Cette volonté de permettre au le citoyen de « se taire et de ne pas contribuer à sa propre incrimination » se reflète des années plus tard dans la législation française. Le 15 juin 2000, la loi dites Loi Guigou (Elizabeth de son prénom) sur la présomption d’innocence dispose qu’en garde à vue, un individu doit être informé de son « droit de faire des déclarations, de répondre à des questions ou de se taire ». A partir de 2003, (loi pour la Sécurité Intérieure), ce droit demeure le même mais il n’est plus nécessaire de le préciser…
Alors : oui ! Taisez-vous, c’est votre droit…(c'est bon à savoir)
Un droit par ailleurs bien contesté par les magistrats, car il arrive qu’il paralyse des enquêtes – voire pire ! Qu’il permette au coupable – ou plutôt, petit rappel de vocabulaire, au « présumé innocent » qui est potentiellement coupable, mais attention ! se garder de le dire, un Monsieur assez connu en aura récemment fait les frais- de préparer sa défense pour s’en tirer et se tirer.
Toute l’ambigüité de la question repose alors UNE FOIS que vous vous êtes bien tus… Est-ce qu’à ce moment là, devant la justice, vous ne vous en mordrez pas les lèvres ? Car si la loi nous permet de nous taire, la justice est-elle bien tendre avec les taiseux ?
Lors de l’affaire Murray, en 1998, un arrêt de la CEDH (encore celle-là) considère que « s’il est manifestement incompatible avec le droit de se taire et le droit de ne pas contribuer à sa propre incrimination, de fonder une condamnation exclusivement ou essentiellement sur le silence du prévenu ou sur son refus de répondre des questions ou de déposer (…) il est tout aussi évident(…) que ces droits ne peuvent et ne sauraient empêcher de prendre en compte le silence de l’intéressé dans des situations qui appellent assurément une explication de sa part, pour apprécier la force de persuasion des éléments à charge »
Il s’agit donc de tirer des conclusions « raisonnables » du silence – on pourra toujours vous dire que vous n’avez pas coopéré.
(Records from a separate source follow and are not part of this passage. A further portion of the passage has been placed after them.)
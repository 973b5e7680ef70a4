//! In-memory snapshot of the metric catalog.
//!
//! The durable catalog lives in the store's `Metric` table and only ever
//! grows. [`MetricCatalog`] mirrors it in memory so that resolving a name
//! during a poll is a plain map lookup. The snapshot is refreshed explicitly,
//! either wholesale with [`MetricCatalog::refresh`] or after registering
//! newly seen names with [`MetricCatalog::register`].

use std::collections::HashMap;

use tracing::{debug, info};

use crate::error::Result;
use crate::store::MetricStore;
use crate::types::{MetricId, MetricName};

/// Name-to-id mapping loaded from a [`MetricStore`].
#[derive(Debug, Clone, Default)]
pub struct MetricCatalog {
    ids: HashMap<MetricName, MetricId>,
}

impl MetricCatalog {
    /// Loads the current catalog without registering anything.
    ///
    /// # Errors
    ///
    /// Returns an error if the store cannot be read.
    pub fn load(store: &MetricStore) -> Result<Self> {
        Ok(Self {
            ids: store.load_names()?,
        })
    }

    /// Registers every name not yet catalogued, then loads the snapshot.
    ///
    /// Safe to call on every start: known names keep their ids.
    ///
    /// # Errors
    ///
    /// Returns an error if the names cannot be inserted or the catalog
    /// cannot be read back.
    pub fn bootstrap(store: &mut MetricStore, names: &[MetricName]) -> Result<Self> {
        let added = store.insert_names(names)?;
        let catalog = Self::load(store)?;
        info!(
            discovered = names.len(),
            added,
            catalogued = catalog.len(),
            "bootstrapped metric catalog"
        );
        Ok(catalog)
    }

    /// Reloads the snapshot from the store.
    ///
    /// # Errors
    ///
    /// Returns an error if the store cannot be read.
    pub fn refresh(&mut self, store: &MetricStore) -> Result<()> {
        self.ids = store.load_names()?;
        Ok(())
    }

    /// Registers names observed after bootstrap and refreshes the snapshot.
    ///
    /// Returns the number of names that were new to the store.
    ///
    /// # Errors
    ///
    /// Returns an error if the insert or the reload fails.
    pub fn register(&mut self, store: &mut MetricStore, names: &[MetricName]) -> Result<usize> {
        if names.is_empty() {
            return Ok(0);
        }
        let added = store.insert_names(names)?;
        self.refresh(store)?;
        debug!(requested = names.len(), added, "registered metric names");
        Ok(added)
    }

    /// Looks up the id of `name`. Unknown names yield `None`.
    #[must_use]
    pub fn resolve(&self, name: &MetricName) -> Option<MetricId> {
        self.ids.get(name).copied()
    }

    /// Whether `name` is catalogued.
    #[must_use]
    pub fn contains(&self, name: &MetricName) -> bool {
        self.ids.contains_key(name)
    }

    /// Number of catalogued names.
    #[must_use]
    pub fn len(&self) -> usize {
        self.ids.len()
    }

    /// Whether the catalog is empty.
    #[must_use]
    pub fn is_empty(&self) -> bool {
        self.ids.is_empty()
    }

    /// Iterates over catalogued names.
    pub fn names(&self) -> impl Iterator<Item = &MetricName> {
        self.ids.keys()
    }
}

#[cfg(test)]
mod tests {
    use super::*;
    use proptest::prelude::*;

    fn name(s: &str) -> MetricName {
        MetricName::new(s).expect("valid name")
    }

    #[test]
    fn empty_store_gives_empty_catalog() {
        let store = MetricStore::open_in_memory().expect("open");
        let catalog = MetricCatalog::load(&store).expect("load");
        assert!(catalog.is_empty());
        assert_eq!(catalog.resolve(&name("status.uptime")), None);
    }

    #[test]
    fn bootstrap_assigns_distinct_ids() {
        let mut store = MetricStore::open_in_memory().expect("open");
        let names = [name("lock.waits.counter"), name("status.threads_connected")];
        let catalog = MetricCatalog::bootstrap(&mut store, &names).expect("bootstrap");

        assert_eq!(catalog.len(), 2);
        let a = catalog.resolve(&names[0]).expect("known");
        let b = catalog.resolve(&names[1]).expect("known");
        assert_ne!(a, b);
    }

    #[test]
    fn bootstrap_collapses_duplicate_names() {
        let mut store = MetricStore::open_in_memory().expect("open");
        let names = [name("status.uptime"), name("status.uptime")];
        let catalog = MetricCatalog::bootstrap(&mut store, &names).expect("bootstrap");
        assert_eq!(catalog.len(), 1);
    }

    #[test]
    fn bootstrap_keeps_existing_ids() {
        let mut store = MetricStore::open_in_memory().expect("open");
        let first = MetricCatalog::bootstrap(&mut store, &[name("status.uptime")]).expect("first");
        let second = MetricCatalog::bootstrap(
            &mut store,
            &[name("status.questions"), name("status.uptime")],
        )
        .expect("second");

        assert_eq!(
            first.resolve(&name("status.uptime")),
            second.resolve(&name("status.uptime"))
        );
        assert_eq!(second.len(), 2);
    }

    #[test]
    fn register_makes_new_names_resolvable() {
        let mut store = MetricStore::open_in_memory().expect("open");
        let mut catalog =
            MetricCatalog::bootstrap(&mut store, &[name("status.uptime")]).expect("bootstrap");

        let late = name("status.new_counter");
        assert!(!catalog.contains(&late));

        let added = catalog.register(&mut store, &[late.clone()]).expect("register");
        assert_eq!(added, 1);
        assert!(catalog.resolve(&late).is_some());
    }

    #[test]
    fn register_nothing_is_a_no_op() {
        let mut store = MetricStore::open_in_memory().expect("open");
        let mut catalog = MetricCatalog::load(&store).expect("load");
        assert_eq!(catalog.register(&mut store, &[]).expect("register"), 0);
    }

    #[test]
    fn refresh_picks_up_external_inserts() {
        let mut store = MetricStore::open_in_memory().expect("open");
        let mut catalog = MetricCatalog::load(&store).expect("load");

        store.insert_names(&[name("status.uptime")]).expect("insert");
        assert!(catalog.is_empty());

        catalog.refresh(&store).expect("refresh");
        assert_eq!(catalog.names().count(), 1);
    }

    proptest! {
        #[test]
        fn repeated_bootstrap_never_reassigns_ids(
            first in proptest::collection::vec("[a-z]{1,8}\\.[a-z]{1,8}", 1..20),
            second in proptest::collection::vec("[a-z]{1,8}\\.[a-z]{1,8}", 0..20),
        ) {
            let mut store = MetricStore::open_in_memory().expect("open");
            let first: Vec<_> = first.iter().map(|s| name(s)).collect();
            let second: Vec<_> = second.iter().map(|s| name(s)).collect();

            let before = MetricCatalog::bootstrap(&mut store, &first).expect("first");
            let mut all = second.clone();
            all.extend(first.iter().cloned());
            let after = MetricCatalog::bootstrap(&mut store, &all).expect("second");

            for n in before.names() {
                prop_assert_eq!(before.resolve(n), after.resolve(n));
            }
            let before_ids: std::collections::HashSet<_> =
                before.names().filter_map(|n| before.resolve(n)).collect();
            for n in after.names().filter(|n| !before.contains(n)) {
                let id = after.resolve(n).expect("resolvable");
                prop_assert!(!before_ids.contains(&id));
            }
        }
    }
}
Alors si vous avez le droit de vous taire, vous pourrez toujours l’ouvrir pour parler à vos juges : « soyez raisonnables », pourriez vous dire.

LE SAVIEZ-VOUS ? Le plus drôle dans tout ça, c’est que R.Murray, un homonyme, donc, à écrit un livre qui s’appelle Le paysage sonore ; l’histoire de notre environnement à travers les âges.

En réalité, le droit de ne pas s’auto-incriminer –consiste essentiellement dans l’élimination de toute forme de contrainte qui amènerait une personne à faire des déclarations self-martyrs des temps modernes ! « Nous n’avons plus les moyens de vous faire parler ! »-.

Finalement, pour terminer en beauté cet exposé muet, il est important de préciser à notre public d’avocats, qu’ « on n’a pas converti un homme parce qu’on l’a réduit au silence » (Christopher Morley). Alors inutile de dire à tout le monde – puisque tout le monde est un déviant potentiel (oui, oui), que s’ils ne donnent pas leur langue aux chats les souris-ront.